N.K. Jemisin's trilogy, though much better than most current attempts at speculative fiction, shares similar problems, not least being an inability to create nuanced characters and an over-investment in ideological statements at the expense of creativity.
When I read the first book in the series, THE FIFTH SEASON, I was fascinated by Jemisin's thoroughly original take on post-apocalyptic fiction. To be sure, the author never actually says that her "broken earth" is actually a future-version of our Earth, though the narrative has its share of suggestive clues. It's not purely a "science fiction" world, starting with the idea that the Earth itself is sentient, having absorbed the spirit-force of living beings over the centuries. Somewhere in the very distant past, human scientists sought to tap the occult power of the Earth with assorted devices, including floating sky-obelisks and a race of inhuman humanoids called "tuners," who can move through stone like air.
At some point, the moon is flung out of orbit with its parent planet, and the sentient Earth unleashes vengeance of Old Testament proportions. Human beings are constantly subjected to chaotic "seasons," including massive earthquakes and volcano eruptions, making it inevitable that people only exist in small, unstable enclaves. However, some humans are born with a mutant-like ability to manipulate stone through a magic-like process. The main viewpoint character is an older woman, Nassun, whose primary motive throughout all three books is her Demeter-like quest to find her lost, similarly powered daughter Essun. In addition, both females are drawn into the plans of the surviving "Stone Eaters"-- the former "tuners," who live for centuries and are no longer strictly human. Some Stone Eaters want to placate Earth by bringing the moon back to its proper orbit, while others want the whole world eradicated for good.
Jemisin's apocalyptic world is worked out with an amazing thoroughness. The first book is particularly strong in terms of showing how the ongoing cataclysms affect everything humans perceive-- civic organization, codification of time-passage, and-- perhaps inevitably, because Jemisin is a Black American-- the separation of the magic-users, or "orogenes," into marginalized castes, as against amid the more numerous "normals." Indeed, the quest of Nassun and Essun to rebel against their marginalization seems is a far more pervasive theme than the restoration of some degree of stability to the fractured planet.

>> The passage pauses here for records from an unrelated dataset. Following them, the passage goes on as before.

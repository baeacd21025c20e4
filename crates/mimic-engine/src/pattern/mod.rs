//! Call patterns and their compilation into argument filters.
//!
//! A call pattern is the structured form of "this member called with these
//! arguments", produced either by the builder functions here or by the text
//! parser. The extractor compiles it into an `ArgumentFilters` bound to a
//! `MemberKey`.
//!
//! # Module Structure
//!
//! - `expr` - `PatternExpr` and the `arg` builder functions
//! - `table` - Declared members and enums used to resolve names
//! - `parser` - Text syntax for patterns (`add(IsAny<int>(), 3)`)
//! - `extract` - Pattern to filter-collection compilation

mod expr;
mod extract;
mod parser;
mod table;

pub use expr::{arg, matcher_names, PatternExpr};
pub use extract::{extract, ExtractedPattern};
pub use parser::{parse_pattern, ParseError};
pub use table::{DeclaredMember, MemberTable};
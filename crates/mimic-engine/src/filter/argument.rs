//! Single-argument filters.
//!
//! `ArgumentFilter` is a closed union with one exhaustive `matches`. Filters
//! are immutable and side-effect free, so a collection may short-circuit.

use crate::value::{TypeTag, Value};
use regex::Regex;
use std::cmp::Ordering;
use std::fmt;
use std::sync::Arc;

/// Matches any argument, including `Null`.
pub const ANY: ArgumentFilter = ArgumentFilter::Any;
/// Matches only `Null`.
pub const NULL: ArgumentFilter = ArgumentFilter::Null;
/// Matches everything except `Null`.
pub const NOT_NULL: ArgumentFilter = ArgumentFilter::NotNull;

/// A user-supplied predicate over one argument.
///
/// Equality is identity of the function: two clones of the same
/// `PredicateFn` are equal, two separately built predicates never are.
#[derive(Clone)]
pub struct PredicateFn {
    label: Arc<str>,
    func: Arc<dyn Fn(&Value) -> bool + Send + Sync>,
}

impl PredicateFn {
    pub fn new<F>(label: impl Into<Arc<str>>, func: F) -> Self
    where
        F: Fn(&Value) -> bool + Send + Sync + 'static,
    {
        Self {
            label: label.into(),
            func: Arc::new(func),
        }
    }

    pub fn label(&self) -> &str {
        &self.label
    }

    #[inline]
    pub fn call(&self, value: &Value) -> bool {
        (self.func)(value)
    }
}

impl PartialEq for PredicateFn {
    fn eq(&self, other: &Self) -> bool {
        std::ptr::eq(
            Arc::as_ptr(&self.func) as *const (),
            Arc::as_ptr(&other.func) as *const (),
        )
    }
}

impl fmt::Debug for PredicateFn {
    fn fmt(&self, f: &mut fmt::Formatter<'_>) -> fmt::Result {
        f.debug_tuple("PredicateFn").field(&self.label).finish()
    }
}

/// Relational operator of a `Compare` filter.
#[derive(Debug, Clone, Copy, PartialEq, Eq)]
pub enum CompareOp {
    Lt,
    Le,
    Gt,
    Ge,
}

impl CompareOp {
    /// Whether `actual <op> bound` holds given `actual.compare(bound)`.
    fn accepts(self, ordering: Ordering) -> bool {
        match self {
            CompareOp::Lt => ordering == Ordering::Less,
            CompareOp::Le => ordering != Ordering::Greater,
            CompareOp::Gt => ordering == Ordering::Greater,
            CompareOp::Ge => ordering != Ordering::Less,
        }
    }

    pub fn symbol(self) -> &'static str {
        match self {
            CompareOp::Lt => "<",
            CompareOp::Le => "<=",
            CompareOp::Gt => ">",
            CompareOp::Ge => ">=",
        }
    }
}

/// Predicate over a single actual argument.
#[derive(Debug, Clone)]
pub enum ArgumentFilter {
    /// Matches every value
    Any,
    /// Structural equality, identity for objects
    Equals(Value),
    /// Equal to any member of the set
    OneOf(Vec<Value>),
    /// Runtime type equals the tag; never matches `Null`
    OfType(TypeTag),
    Null,
    NotNull,
    Predicate(PredicateFn),
    /// `actual <op> bound` for values of the same kind
    Compare(CompareOp, Value),
    /// `low <= actual <= high`
    InRange(Value, Value),
    /// Regex search over string arguments
    Matches(Arc<Regex>),
}

impl ArgumentFilter {
    pub fn equals(value: impl Into<Value>) -> Self {
        ArgumentFilter::Equals(value.into())
    }

    pub fn one_of<I, V>(values: I) -> Self
    where
        I: IntoIterator<Item = V>,
        V: Into<Value>,
    {
        ArgumentFilter::OneOf(values.into_iter().map(Into::into).collect())
    }

    pub fn predicate<F>(label: &str, func: F) -> Self
    where
        F: Fn(&Value) -> bool + Send + Sync + 'static,
    {
        ArgumentFilter::Predicate(PredicateFn::new(label, func))
    }

    pub fn regex(pattern: &str) -> Result<Self, regex::Error> {
        Ok(ArgumentFilter::Matches(Arc::new(Regex::new(pattern)?)))
    }

    /// Check whether a single actual argument satisfies this filter.
    pub fn matches(&self, value: &Value) -> bool {
        match self {
            ArgumentFilter::Any => true,
            ArgumentFilter::Equals(expected) => value == expected,
            ArgumentFilter::OneOf(set) => set.iter().any(|candidate| candidate == value),
            ArgumentFilter::OfType(tag) => value.type_tag().as_ref() == Some(tag),
            ArgumentFilter::Null => value.is_null(),
            ArgumentFilter::NotNull => !value.is_null(),
            ArgumentFilter::Predicate(pred) => pred.call(value),
            ArgumentFilter::Compare(op, bound) => value
                .compare(bound)
                .is_some_and(|ordering| op.accepts(ordering)),
            ArgumentFilter::InRange(low, high) => {
                CompareOp::Ge.accepts_opt(value.compare(low))
                    && CompareOp::Le.accepts_opt(value.compare(high))
            }
            ArgumentFilter::Matches(regex) => value.as_str().is_some_and(|s| regex.is_match(s)),
        }
    }
}

impl CompareOp {
    #[inline]
    fn accepts_opt(self, ordering: Option<Ordering>) -> bool {
        ordering.is_some_and(|o| self.accepts(o))
    }
}

impl PartialEq for ArgumentFilter {
    fn eq(&self, other: &Self) -> bool {
        use ArgumentFilter::*;
        match (self, other) {
            (Any, Any) | (Null, Null) | (NotNull, NotNull) => true,
            (Equals(a), Equals(b)) => a == b,
            (OneOf(a), OneOf(b)) => a == b,
            (OfType(a), OfType(b)) => a == b,
            (Predicate(a), Predicate(b)) => a == b,
            (Compare(op_a, a), Compare(op_b, b)) => op_a == op_b && a == b,
            (InRange(la, ha), InRange(lb, hb)) => la == lb && ha == hb,
            (Matches(a), Matches(b)) => a.as_str() == b.as_str(),
            _ => false,
        }
    }
}

impl fmt::Display for ArgumentFilter {
    fn fmt(&self, f: &mut fmt::Formatter<'_>) -> fmt::Result {
        match self {
            ArgumentFilter::Any => f.write_str("Any"),
            ArgumentFilter::Equals(value) => write!(f, "{value}"),
            ArgumentFilter::OneOf(values) => {
                f.write_str("In[")?;
                for (i, value) in values.iter().enumerate() {
                    if i > 0 {
                        f.write_str(", ")?;
                    }
                    write!(f, "{value}")?;
                }
                f.write_str("]")
            }
            ArgumentFilter::OfType(tag) => write!(f, "OfType<{tag}>"),
            ArgumentFilter::Null => f.write_str("IsNull"),
            ArgumentFilter::NotNull => f.write_str("IsNotNull"),
            ArgumentFilter::Predicate(pred) => write!(f, "Is({})", pred.label()),
            ArgumentFilter::Compare(op, bound) => write!(f, "{} {bound}", op.symbol()),
            ArgumentFilter::InRange(low, high) => write!(f, "InRange({low}, {high})"),
            ArgumentFilter::Matches(regex) => write!(f, "Matches(/{}/)", regex.as_str()),
        }
    }
}

#[cfg(test)]
mod tests {
    use super::*;
    use crate::value::ObjectRef;

    #[test]
    fn test_any_matches_everything() {
        for value in [
            Value::Null,
            Value::Int(0),
            Value::from("x"),
            Value::List(vec![]),
        ] {
            assert!(ANY.matches(&value));
        }
    }

    #[test]
    fn test_equals() {
        let filter = ArgumentFilter::equals(3);
        assert!(filter.matches(&Value::Int(3)));
        assert!(!filter.matches(&Value::Int(4)));
        assert!(!filter.matches(&Value::Float(3.0)));
        assert!(!filter.matches(&Value::Null));
    }

    #[test]
    fn test_one_of() {
        let filter = ArgumentFilter::one_of([1, 2, 3]);
        assert!(filter.matches(&Value::Int(2)));
        assert!(!filter.matches(&Value::Int(5)));
        assert!(!ArgumentFilter::OneOf(vec![]).matches(&Value::Int(1)));
    }

    #[test]
    fn test_of_type() {
        let filter = ArgumentFilter::OfType(TypeTag::Object("Customer".into()));
        assert!(filter.matches(&Value::Object(ObjectRef::new("Customer", ()))));
        assert!(!filter.matches(&Value::Object(ObjectRef::new("Order", ()))));
        assert!(!filter.matches(&Value::Null));
        assert!(ArgumentFilter::OfType(TypeTag::Str).matches(&Value::from("s")));
    }

    #[test]
    fn test_null_and_not_null() {
        assert!(NULL.matches(&Value::Null));
        assert!(!NULL.matches(&Value::Int(0)));
        assert!(NOT_NULL.matches(&Value::Int(0)));
        assert!(!NOT_NULL.matches(&Value::Null));
    }

    #[test]
    fn test_predicate_and_identity_equality() {
        let pred = PredicateFn::new("even", |v| v.as_int().is_some_and(|i| i % 2 == 0));
        let filter = ArgumentFilter::Predicate(pred.clone());
        assert!(filter.matches(&Value::Int(4)));
        assert!(!filter.matches(&Value::Int(3)));

        assert_eq!(filter, ArgumentFilter::Predicate(pred));
        let other = ArgumentFilter::predicate("even", |v| v.as_int().is_some_and(|i| i % 2 == 0));
        assert_ne!(filter, other);
    }

    #[test]
    fn test_compare() {
        let gt = ArgumentFilter::Compare(CompareOp::Gt, Value::Int(3));
        assert!(gt.matches(&Value::Int(4)));
        assert!(!gt.matches(&Value::Int(3)));
        assert!(!gt.matches(&Value::Float(4.0)));

        let le = ArgumentFilter::Compare(CompareOp::Le, Value::from("m"));
        assert!(le.matches(&Value::from("apple")));
        assert!(le.matches(&Value::from("m")));
        assert!(!le.matches(&Value::from("zebra")));
    }

    #[test]
    fn test_in_range_inclusive() {
        let filter = ArgumentFilter::InRange(Value::Int(1), Value::Int(5));
        assert!(filter.matches(&Value::Int(1)));
        assert!(filter.matches(&Value::Int(5)));
        assert!(!filter.matches(&Value::Int(6)));
        assert!(!filter.matches(&Value::Null));
    }

    #[test]
    fn test_regex() {
        let filter = ArgumentFilter::regex(r"^order-\d+$").unwrap();
        assert!(filter.matches(&Value::from("order-17")));
        assert!(!filter.matches(&Value::from("order-x")));
        assert!(!filter.matches(&Value::Int(17)));
        assert_eq!(filter, ArgumentFilter::regex(r"^order-\d+$").unwrap());
    }

    #[test]
    fn test_display() {
        assert_eq!(ANY.to_string(), "Any");
        assert_eq!(ArgumentFilter::equals("a").to_string(), "\"a\"");
        assert_eq!(ArgumentFilter::one_of([1, 2]).to_string(), "In[1, 2]");
        assert_eq!(
            ArgumentFilter::Compare(CompareOp::Ge, Value::Int(2)).to_string(),
            ">= 2"
        );
    }
}
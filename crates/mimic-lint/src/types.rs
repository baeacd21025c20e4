//! Core types for the linting library.

use serde::Serialize;
use std::path::{Path, PathBuf};

/// Severity level of a lint issue.
#[derive(Debug, Clone, Copy, PartialEq, Eq, Serialize)]
#[serde(rename_all = "lowercase")]
pub enum Severity {
    /// The scenario cannot be loaded.
    Error,
    /// The scenario loads but probably does not do what was meant.
    Warning,
    /// Informational message.
    Info,
}

impl Severity {
    pub fn label(&self) -> &'static str {
        match self {
            Severity::Error => "error",
            Severity::Warning => "warning",
            Severity::Info => "info",
        }
    }
}

/// A single lint issue found during validation.
#[derive(Debug, Clone, Serialize)]
pub struct LintIssue {
    pub severity: Severity,
    /// Issue code (e.g., "E005", "W002").
    pub code: String,
    pub message: String,
    #[serde(serialize_with = "serialize_path")]
    pub file: PathBuf,
    /// Location within the file (e.g., "stubs[2].when").
    #[serde(skip_serializing_if = "Option::is_none")]
    pub location: Option<String>,
    #[serde(skip_serializing_if = "Option::is_none")]
    pub suggestion: Option<String>,
}

fn serialize_path<S>(path: &Path, serializer: S) -> Result<S::Ok, S::Error>
where
    S: serde::Serializer,
{
    serializer.serialize_str(&path.to_string_lossy())
}

impl LintIssue {
    fn new(
        severity: Severity,
        code: impl Into<String>,
        message: impl Into<String>,
        file: &Path,
    ) -> Self {
        Self {
            severity,
            code: code.into(),
            message: message.into(),
            file: file.to_path_buf(),
            location: None,
            suggestion: None,
        }
    }

    pub fn error(code: impl Into<String>, message: impl Into<String>, file: &Path) -> Self {
        Self::new(Severity::Error, code, message, file)
    }

    pub fn warning(code: impl Into<String>, message: impl Into<String>, file: &Path) -> Self {
        Self::new(Severity::Warning, code, message, file)
    }

    pub fn info(code: impl Into<String>, message: impl Into<String>, file: &Path) -> Self {
        Self::new(Severity::Info, code, message, file)
    }

    pub fn with_location(mut self, location: impl Into<String>) -> Self {
        self.location = Some(location.into());
        self
    }

    pub fn with_suggestion(mut self, suggestion: impl Into<String>) -> Self {
        self.suggestion = Some(suggestion.into());
        self
    }
}

/// Result of linting one or more scenario files.
#[derive(Debug, Default, Serialize)]
#[serde(rename_all = "camelCase")]
pub struct LintResult {
    pub issues: Vec<LintIssue>,
    pub files_checked: usize,
    pub errors: usize,
    pub warnings: usize,
}

impl LintResult {
    pub fn new() -> Self {
        Self::default()
    }

    pub fn add_issue(&mut self, issue: LintIssue) {
        match issue.severity {
            Severity::Error => self.errors += 1,
            Severity::Warning => self.warnings += 1,
            Severity::Info => {}
        }
        self.issues.push(issue);
    }

    pub fn has_errors(&self) -> bool {
        self.errors > 0
    }

    pub fn has_warnings(&self) -> bool {
        self.warnings > 0
    }

    /// Whether the run should fail; `strict` also fails on warnings.
    pub fn fails(&self, strict: bool) -> bool {
        self.has_errors() || (strict && self.has_warnings())
    }

    pub fn merge(&mut self, other: LintResult) {
        self.issues.extend(other.issues);
        self.files_checked += other.files_checked;
        self.errors += other.errors;
        self.warnings += other.warnings;
    }

    /// Codes of all issues, in the order they were found.
    pub fn codes(&self) -> Vec<&str> {
        self.issues.iter().map(|i| i.code.as_str()).collect()
    }
}

/// Options for validation.
#[derive(Debug, Clone, Default)]
pub struct LintOptions {
    /// Trace each stub's resolution while validating.
    pub verbose: bool,
}
// Invocation specification, call matching and verification for mock objects.

// ===== Core data model =====
pub mod behavior;
pub mod config;
pub mod error;
pub mod member;
pub mod value;

// ===== Matching =====
pub mod filter;
pub mod pattern;
pub mod registry;
pub mod verify;

// ===== Declarative configuration =====
pub mod scenario;

pub use behavior::{Behavior, Fault, Outcome};
pub use config::MockOptions;
pub use error::ExtractionError;
pub use filter::{ArgumentFilter, ArgumentFilters, ANY, NOT_NULL, NULL};
pub use member::{Accessor, MemberKey, Parameter, PassingMode, ReturnType};
pub use pattern::{arg, extract, parse_pattern, MemberTable, PatternExpr};
pub use registry::{InvocationRecord, MatchReport, Mock};
pub use scenario::{LoadedScenario, Scenario, ScenarioError};
pub use value::{ObjectRef, TypeTag, Value};
pub use verify::{Times, VerificationError};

Though many critics have scorned fantasy-fiction for its lack of well developed characters, I've often argued that the fantasy-author must prioritize the nature of the world he or she creates, with the result that mimetic character-development is usually a secondary consideration. "Realistic" authors need devote no creative attention to the world they describe; it's just "the world as everyone sees it.." Jemisin certainly makes an attempt to get away from the stock image of the fantasy-author as the worldbuilder who can't create rich characters. However, after the first book it becomes increasingly obvious that Jemisin's character palette is extremely limited, not because of her worldbuilding but her liberal ideology.
I could embrace such an ideology if I felt that Jemisin had created at least a cast of characters as rich as Frank Herbert's early DUNE books. However, over the next two books it becomes evident that most of the supporting-characters are merely functional echoes of either Nassun or Essun. The only exceptions are the villainous figures, most of whom are vague at best, with the exception of Nassun's husband Jija, the abductor of Essun, rabidly opposed to having any orogeny in the family. I wanted the characters to be as rich as their world, but they aren't.
Finally, Jemisin's theory of liberation seems to depend on forcing others to give you respect, rather than befriending them. Toiward the end of the third book, the moon has (rather predictably) been rejoined to the Earth, and Essun expresses the opinion that the system of oppression will never change:
"They're not going to choose anything different."
To which another support-character, Hoa, responds:
"They will if you make them."
I suppose it's fortunate for me that I never warmed to Jemisin's characters, for this expression of "by any means necessary" would have made me dislike them for their author's flawed ideology.